Un évêque accuse M. Damiron d’enseigner le suicide. M. Pierre Leroux, dans un même intérêt, accuse M. Damiron d’avoir mutilé le dernier écrit de M. Jouffroy. On suppose que le traité sur l’Organisation des Sciences a été écrit par M. Jouffroy sur son lit de mort, quoiqu’il l’ait conservé en manuscrit depuis 1836 ; on suppose que M. Jouffroy avait écrit sur ce manuscrit bon à imprimer, quoiqu’il n’ait mis cette inscription que sur un petit mémoire sans importance ; on suppose que M. Jouffroy avait donné à M. Damiron la mission de publier ses œuvres posthumes, quoique M. Damiron n’ait reçu cette mission que de la veuve. Avec toutes ces suppositions, on réussit à fournir un aliment à la haine des partis ; M. Damiron, le constant modèle des plus pures vertus, est accusé de je ne sais quelle lâcheté ; on soutient que M. Cousin a tout conduit, et cela parce que M. Jouffroy taxait d’inexpérience le premier enseignement de M. Cousin à l’École normale. À vingt ans, M. Cousin était un professeur sans expérience ! Le clergé, qui n’a jamais été partisan de la censure, et qui ne sait ce que c’est que de tronquer un ouvrage, prend l’accusation des mains de M. Pierre Leroux, et il y met, c’est tout dire, autant de passion que M. Pierre Leroux lui-même.
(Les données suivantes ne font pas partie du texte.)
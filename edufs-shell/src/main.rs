//! `edufs`: format or mount a host file as an `edufs` volume, then drive it from an
//! interactive, line-oriented command loop (spec §4.6, §6).

use edufs_core::error::Error;
use edufs_core::fs::{FormatOptions, MountOptions};
use edufs_core::{FileType, Filesystem};
use std::env;
use std::fmt;
use std::io::{self, BufRead, Write};
use std::path::Path;
use std::process::exit;
use std::sync::Arc;

/// Writes an error to stderr, then exits with status 1, mirroring the teacher's
/// `utils::error(bin, msg) -> !` used by every applet's startup failure path.
fn startup_error<M: fmt::Display>(bin: &str, msg: M) -> ! {
    eprintln!("{bin}: error: {msg}");
    exit(1);
}

/// A number of bytes, printed with a binary-prefix unit, as `utils::util::ByteSize` does.
struct ByteSize(u64);

impl fmt::Display for ByteSize {
    fn fmt(&self, f: &mut fmt::Formatter<'_>) -> fmt::Result {
        const UNITS: &[&str] = &["bytes", "KiB", "MiB", "GiB", "TiB", "PiB"];
        let mut order = 0;
        let mut n = self.0;
        while n >= 1024 && order < UNITS.len() - 1 {
            n /= 1024;
            order += 1;
        }
        write!(f, "{} {}", n, UNITS[order])
    }
}

fn print_usage(bin: &str) {
    eprintln!("Usage:");
    eprintln!(" {bin} format <path> [total_blocks]");
    eprintln!(" {bin} mount <path>");
}

fn main() {
    let mut args = env::args();
    let bin = args.next().unwrap_or_else(|| "edufs".to_owned());
    let cmd = match args.next() {
        Some(c) => c,
        None => {
            print_usage(&bin);
            exit(1);
        }
    };
    match cmd.as_str() {
        "format" => {
            let path = args.next().unwrap_or_else(|| startup_error(&bin, "missing path"));
            let mut opts = FormatOptions::default();
            if let Some(n) = args.next() {
                opts.total_blocks = n
                    .parse()
                    .unwrap_or_else(|_| startup_error(&bin, "total_blocks must be a number"));
            }
            if let Err(e) = Filesystem::format(Path::new(&path), opts) {
                startup_error(&bin, e);
            }
        }
        "mount" => {
            let path = args.next().unwrap_or_else(|| startup_error(&bin, "missing path"));
            let fs = Filesystem::mount(Path::new(&path), MountOptions::default())
                .unwrap_or_else(|e| startup_error(&bin, e));
            repl(&fs);
        }
        _ => {
            print_usage(&bin);
            exit(1);
        }
    }
}

/// Splits a command line into tokens, treating `"..."` as a single literal token.
fn tokenize(line: &str) -> Vec<String> {
    let mut tokens = Vec::new();
    let mut chars = line.chars().peekable();
    while let Some(&c) = chars.peek() {
        if c.is_whitespace() {
            chars.next();
            continue;
        }
        if c == '"' {
            chars.next();
            let mut tok = String::new();
            for c in chars.by_ref() {
                if c == '"' {
                    break;
                }
                tok.push(c);
            }
            tokens.push(tok);
            continue;
        }
        let mut tok = String::new();
        while let Some(&c) = chars.peek() {
            if c.is_whitespace() {
                break;
            }
            tok.push(c);
            chars.next();
        }
        tokens.push(tok);
    }
    tokens
}

fn print_help() {
    println!("commands:");
    println!("  cd <path>              change the current directory");
    println!("  pwd                    print the current directory");
    println!("  ls [path]              list a directory's entries");
    println!("  stat <path>            show an entry's metadata");
    println!("  touch <path>           create an empty file");
    println!("  cat <path>             print a file's content");
    println!("  echo <text...> > <path>  write text to a file");
    println!("  rm <path>              remove a file");
    println!("  mkdir <path>           create a directory");
    println!("  rmdir <path>           remove an empty directory");
    println!("  edit <path>            read lines from stdin until `.exit`, then write them");
    println!("  df                     show space and inode usage");
    println!("  cache                  show cache occupancy");
    println!("  help                   show this message");
    println!("  exit                   unmount and quit");
}

fn run_command(fs: &Arc<Filesystem>, tokens: &[String]) -> Result<(), Error> {
    match tokens.first().map(String::as_str) {
        Some("cd") => fs.cd(tokens.get(1).map(String::as_str).unwrap_or("/")),
        Some("pwd") => {
            println!("{}", fs.pwd());
            Ok(())
        }
        Some("ls") => {
            let entries = fs.ls(tokens.get(1).map(String::as_str))?;
            for e in entries {
                let marker = if matches!(e.kind, FileType::Directory) { "/" } else { "" };
                println!("{}{marker}", e.name);
            }
            Ok(())
        }
        Some("stat") => {
            let path = tokens.get(1).ok_or(Error::InvalidName)?;
            let s = fs.stat(path)?;
            let kind = if matches!(s.kind, FileType::Directory) { "DIRECTORY" } else { "FILE" };
            println!("id={} type={kind} size={} block_count={}", s.id, s.size, s.block_count);
            println!("parent_id={} name={}", s.parent_id, s.name);
            Ok(())
        }
        Some("touch") => fs.touch(tokens.get(1).ok_or(Error::InvalidName)?),
        Some("cat") => {
            let path = tokens.get(1).ok_or(Error::InvalidName)?;
            let content = fs.cat(path)?;
            io::stdout().write_all(&content).ok();
            if !content.ends_with(b"\n") {
                println!();
            }
            Ok(())
        }
        Some("echo") => {
            let gt = tokens.iter().position(|t| t == ">");
            let gt = match gt {
                Some(i) => i,
                None => return Err(Error::InvalidName),
            };
            let path = tokens.get(gt + 1).ok_or(Error::InvalidName)?;
            let content = tokens[1..gt].join(" ");
            fs.echo(path, content.as_bytes())
        }
        Some("rm") => fs.rm(tokens.get(1).ok_or(Error::InvalidName)?),
        Some("mkdir") => fs.mkdir(tokens.get(1).ok_or(Error::InvalidName)?),
        Some("rmdir") => fs.rmdir(tokens.get(1).ok_or(Error::InvalidName)?),
        Some("edit") => {
            let path = tokens.get(1).ok_or(Error::InvalidName)?;
            let mut content = String::new();
            for line in io::stdin().lock().lines() {
                let line = line.unwrap_or_default();
                if line == ".exit" {
                    break;
                }
                content.push_str(&line);
                content.push('\n');
            }
            fs.echo(path, content.as_bytes())
        }
        Some("df") => {
            let report = fs.df();
            println!(
                "blocks: {}/{} used ({} free), block size {}",
                report.used_blocks,
                report.total_blocks,
                ByteSize(report.free_blocks * report.block_size as u64),
                report.block_size
            );
            println!(
                "inodes: {}/{} used ({} free)",
                report.used_inodes, report.total_inodes, report.free_inodes
            );
            Ok(())
        }
        Some("cache") => {
            let (resident, dirty, capacity) = fs.cache_stats();
            println!("cache: {resident}/{capacity} frames resident, {dirty} dirty");
            Ok(())
        }
        Some("help") => {
            print_help();
            Ok(())
        }
        Some(other) => {
            eprintln!("edufs: unknown command `{other}`, try `help`");
            Ok(())
        }
        None => Ok(()),
    }
}

/// Reads one command per line from stdin until `exit`, dispatching each to the
/// mounted filesystem and printing the short message + numeric code scheme of
/// spec §6 on error.
fn repl(fs: &Arc<Filesystem>) {
    let stdin = io::stdin();
    loop {
        print!("edufs:{}> ", fs.pwd());
        let _ = io::stdout().flush();
        let mut line = String::new();
        if stdin.lock().read_line(&mut line).unwrap_or(0) == 0 {
            break;
        }
        let tokens = tokenize(line.trim_end());
        if tokens.first().map(String::as_str) == Some("exit") {
            break;
        }
        if let Err(e) = run_command(fs, &tokens) {
            eprintln!("edufs: {e} ({})", e.code());
        }
    }
    if let Err(e) = fs.unmount() {
        eprintln!("edufs: error unmounting: {e} ({})", e.code());
        exit(1);
    }
    exit(0);
}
En effet, M. Jouffroy ne croyait pas à la religion ; quel argument contre les éclectiques ! Et les éclectiques ont failli ôter au clergé cet argument victorieux ; quel grief ! Pour moi, je l’avoue, je crois cet argument si faible, que je n’aurais pas craint, à la place de M. Damiron, de le fournir à des adversaires ; je crois aussi qu’on avait le droit de publier un ouvrage que M. Jouffroy avait gardé six ans sans le détruire ; mais ceux qui crient si haut que le supprimer ou l’ajourner aurait été un crime sont-ils dupes eux-mêmes de leurs sophismes ?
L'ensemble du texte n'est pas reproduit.